Problem to solve » Within the entries that follow, show each line where the word "playable" occurs.

Excerpted records »

//! Output audio sink abstraction and an explicitly clocked implementation.

use std::sync::Arc;

use super::pcm::AudioFrame;

/// Handle of one playable unit bound to a sink.
#[derive(Debug, Clone, Copy, PartialEq, Eq, Hash, PartialOrd, Ord)]
pub struct UnitId(pub u64);

/// The device side of playback: a monotonic clock, bindable playable units
/// with a start time, and a per-unit "finished" notification.
pub trait OutputSink: Send {
    /// Output clock in seconds. Monotonic.
    fn now(&self) -> f64;

    /// Bind `frame` to the current output stage, starting at `at` seconds.
    fn start(&mut self, frame: Arc<AudioFrame>, at: f64) -> UnitId;

    /// Set the gain of the current stage immediately.
    fn set_gain(&mut self, gain: f32);

    /// Ramp the gain of the current stage linearly to `target` over `over` seconds.
    fn ramp_gain(&mut self, target: f32, over: f64);

    /// Detach the current stage (cutting off anything bound to it) and
    /// replace it with a fresh full-gain one.
    fn rebuild_stage(&mut self);

    /// Units that finished playing since the last call, in finishing order.
    fn take_finished(&mut self) -> Vec<UnitId>;
}

/// Gain automation of one output stage.
#[derive(Debug, Clone, PartialEq)]
pub struct StageGain {
    /// `(time, gain)` anchors; between anchors the gain is interpolated
    /// linearly, after the last one it holds.
    anchors: Vec<(f64, f32)>,
    /// Time at which the stage was detached, if it was
    pub detached_at: Option<f64>,
}

impl StageGain {
    pub fn new(created_at: f64) -> Self {
        Self {
            anchors: vec![(created_at, 1.0)],
            detached_at: None,
        }
    }

    pub fn gain_at(&self, t: f64) -> f32 {
        if let Some(detached) = self.detached_at {
            if t >= detached {
                return 0.0;
            }
        }
        let mut prev = self.anchors[0];
        for &(time, gain) in &self.anchors {
            if t < time {
                if time <= prev.0 {
                    return prev.1;
                }
                let frac = ((t - prev.0) / (time - prev.0)) as f32;
                return prev.1 + (gain - prev.1) * frac.clamp(0.0, 1.0);
            }
            prev = (time, gain);
        }
        prev.1
    }

    /// Drop automation later than `t` and pin the value at `t`.
    fn pin(&mut self, t: f64) -> f32 {
        let current = self.gain_at(t);
        self.anchors.retain(|(time, _)| *time <= t);
        self.anchors.push((t, current));
        current
    }

    pub fn set(&mut self, t: f64, gain: f32) {
        self.pin(t);
        self.anchors.push((t, gain));
    }

    pub fn ramp(&mut self, t: f64, target: f32, over: f64) {
        self.pin(t);
        self.anchors.push((t + over.max(0.0), target));
    }
}

/// A unit bound to a sink.
#[derive(Debug, Clone)]
pub struct BoundUnit {
    pub id: UnitId,
    pub frame: Arc<AudioFrame>,
    pub start: f64,
    pub stage: usize,
}

impl BoundUnit {
    pub fn end(&self) -> f64 {
        self.start + self.frame.duration()
    }
}

/// Bookkeeping shared by sinks: stages, bound units and finish tracking.
#[derive(Debug, Default)]
pub struct UnitBook {
    next_id: u64,
    pub units: Vec<BoundUnit>,
    pub stages: Vec<StageGain>,
    pending: Vec<usize>,
}

impl UnitBook {
    pub fn new(now: f64) -> Self {
        Self {
            stages: vec![StageGain::new(now)],
            ..Default::default()
        }
    }

    pub fn current_stage(&mut self) -> &mut StageGain {
        let last = self.stages.len() - 1;
        &mut self.stages[last]
    }

    pub fn bind(&mut self, frame: Arc<AudioFrame>, at: f64) -> UnitId {
        let id = UnitId(self.next_id);
        self.next_id += 1;
        self.units.push(BoundUnit {
            id,
            frame,
            start: at,
            stage: self.stages.len() - 1,
        });
        self.pending.push(self.units.len() - 1);
        id
    }

    pub fn rebuild(&mut self, now: f64) {
        self.current_stage().detached_at = Some(now);
        self.stages.push(StageGain::new(now));
    }

    /// Units whose end time is `<= now`, ordered by end time.
    pub fn finished(&mut self, now: f64) -> Vec<UnitId> {
        let mut done: Vec<usize> = Vec::new();
        self.pending.retain(|&idx| {
            if self.units[idx].end() <= now {
                done.push(idx);
                false
            } else {
                true
            }
        });
        done.sort_by(|a, b| {
            self.units[*a]
                .end()
                .total_cmp(&self.units[*b].end())
                .then(a.cmp(b))
        });
        done.into_iter().map(|idx| self.units[idx].id).collect()
    }
}

/// Sink whose clock only moves when told to. Used for offline rendering
/// checks and deterministic tests.
#[derive(Debug)]
pub struct ManualSink {
    now: f64,
    pub book: UnitBook,
}

impl Default for ManualSink {
    fn default() -> Self {
        Self::new()
    }
}

impl ManualSink {
    pub fn new() -> Self {
        Self {
            now: 0.0,
            book: UnitBook::new(0.0),
        }
    }

    /// Move the clock forward by `secs`.
    pub fn advance(&mut self, secs: f64) {
        self.now += secs.max(0.0);
    }

    /// Move the clock to `t` if it lies in the future.
    pub fn advance_to(&mut self, t: f64) {
        if t > self.now {
            self.now = t;
        }
    }

    pub fn units(&self) -> &[BoundUnit] {
        &self.book.units
    }

    pub fn stage_count(&self) -> usize {
        self.book.stages.len()
    }

    pub fn gain_at(&self, t: f64) -> f32 {
        self.book.stages[self.book.stages.len() - 1].gain_at(t)
    }
}

impl OutputSink for ManualSink {
    fn now(&self) -> f64 {
        self.now
    }

    fn start(&mut self, frame: Arc<AudioFrame>, at: f64) -> UnitId {
        self.book.bind(frame, at)
    }

    fn set_gain(&mut self, gain: f32) {
        let now = self.now;
        self.book.current_stage().set(now, gain);
    }

    fn ramp_gain(&mut self, target: f32, over: f64) {
        let now = self.now;
        self.book.current_stage().ramp(now, target, over);
    }

    fn rebuild_stage(&mut self) {
        self.book.rebuild(self.now);
    }

    fn take_finished(&mut self) -> Vec<UnitId> {
        self.book.finished(self.now)
    }
}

Solution to this exercise »
/// Handle of one playable unit bound to a sink.
/// The device side of playback: a monotonic clock, bindable playable units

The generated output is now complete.